Long time, no update – but for good reasons, I hope. Later on, I will write a much longer story describing how these pieces came about, but for now, I’ll share this VVVNT essay collaboration** with Lars Holdhus, artist name TCF, and DeForrest, followed by a short Rhizome review of James Hoff that serves as a footnote. I’ve never had so much fun writing before, in large part because I wasn’t alone in this work. More collaboration is needed across artistic genres!

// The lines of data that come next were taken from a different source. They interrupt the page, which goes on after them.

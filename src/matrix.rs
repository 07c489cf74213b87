//! Dense term-weight matrices.
//!
//! A [`Matrix`] is a row-major `chunks × terms` array of f32. The TF
//! builder fills raw term frequencies; the TF-IDF builder derives the
//! smoothed IDF vector, applies it, and L2-normalizes each row so that
//! ranking reduces to dot products.
//!
//! Dense layout is deliberate: the engine targets small-to-medium
//! collections (chunk counts in the low thousands), where a dense scan
//! beats the bookkeeping of an inverted index.

use std::collections::HashMap;

use crate::vocabulary::Vocabulary;

/// Row-major dense f32 matrix.
#[derive(Debug, Clone, PartialEq)]
pub struct Matrix {
    pub rows: usize,
    pub cols: usize,
    /// Flat values: `data[row * cols + col]`.
    pub data: Vec<f32>,
}

impl Matrix {
    pub fn zeros(rows: usize, cols: usize) -> Self {
        Self {
            rows,
            cols,
            data: vec![0.0; rows * cols],
        }
    }

    pub fn row(&self, row: usize) -> &[f32] {
        let start = row * self.cols;
        &self.data[start..start + self.cols]
    }

    fn row_mut(&mut self, row: usize) -> &mut [f32] {
        let start = row * self.cols;
        &mut self.data[start..start + self.cols]
    }

    pub fn shape(&self) -> [usize; 2] {
        [self.rows, self.cols]
    }
}

/// Build the raw term-frequency matrix: entry `(chunk, term)` is
/// `count(term in chunk) / total_tokens(chunk)`. Chunks with no tokens
/// yield an all-zero row.
pub fn build_tf(chunk_tokens: &[Vec<String>], vocab: &Vocabulary) -> Matrix {
    let mut matrix = Matrix::zeros(chunk_tokens.len(), vocab.len());

    for (row_idx, tokens) in chunk_tokens.iter().enumerate() {
        if tokens.is_empty() {
            continue;
        }
        let total = tokens.len() as f32;

        let mut counts: HashMap<&str, usize> = HashMap::new();
        for token in tokens {
            *counts.entry(token.as_str()).or_default() += 1;
        }

        let row = matrix.row_mut(row_idx);
        for (term, count) in counts {
            if let Some(id) = vocab.id(term) {
                row[id] = count as f32 / total;
            }
        }
    }

    matrix
}

/// Derive the TF-IDF weighted matrix and IDF vector from a TF matrix.
///
/// `idf[t] = ln((N + 1) / (1 + df[t]))` where `df[t]` counts chunks with
/// a non-zero TF entry for `t`. The `+1` smoothing keeps the weight
/// finite for unseen terms and non-negative for ubiquitous ones. Each
/// weighted row is L2-normalized; rows with zero norm stay all-zero.
pub fn build_tfidf(tf: &Matrix) -> (Matrix, Vec<f32>) {
    let n = tf.rows as f32;

    let mut df = vec![0usize; tf.cols];
    for row_idx in 0..tf.rows {
        for (col, &value) in tf.row(row_idx).iter().enumerate() {
            if value > 0.0 {
                df[col] += 1;
            }
        }
    }

    let idf: Vec<f32> = df
        .iter()
        .map(|&d| ((n + 1.0) / (1.0 + d as f32)).ln())
        .collect();

    let mut weighted = tf.clone();
    for row_idx in 0..weighted.rows {
        let row = weighted.row_mut(row_idx);
        for (col, value) in row.iter_mut().enumerate() {
            *value *= idf[col];
        }

        let norm = row.iter().map(|v| v * v).sum::<f32>().sqrt();
        if norm > 0.0 {
            for value in row.iter_mut() {
                *value /= norm;
            }
        }
    }

    (weighted, idf)
}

**UPDATE, 10.4.2014: This essay was just included in Karen Archey’s “The Cyborg and the Moon: Notes on Science Fiction,” an online exhibition at the Museum of Post Digital Cultures. Many thanks to artist Yuri Pattison for submitting the essay. Karen Archey is an art critic I really dig, and she is the fourth guest curator of the museum. Great honor! Screenshot of front page at bottom of post.
Faulty Inventory Control
Data barns loom like sublime cities in the desert, each housing a hundred trillion indexed points. We circle the colossus, dwarfed, drawn in by the mirrored candescence of inexhaustible machines performing calculations at a rate beyond imagination. Within, stacks of data, their lifetimes transient yet precisely accounted, pile furiously, and yet the machines continue to tame them. We suspect their mastery hints at our own latent capacities: for greater comprehension, for control.
Consumed as we are by the sensorial abundance of a world rendered into data, the ritual practice of taking inventory is our means of turning pattern, volume, and complexity into meaning. We recombine, sort, archive, as a means of control. The artist works as ingenious technician, performing in direct conversation with cybernetics. Inventory is the paradigm by which we understand the consumption of handled material – from dock shipments to DNA samples, from street maps to digital audio files.
Contagion!
In 2003, the Blaster Worm was a formidable security breach. A blended threat, rolling bad code into elements of various viruses and worms, it moved swift and ruthless across four hundred thousand Microsoft computers within two weeks.
For his record Blaster, released last month on the Berlin-based label PAN, artist James Hoff used the Blaster computer virus to warp beats from the 808 drum machine into a fungal aural mass.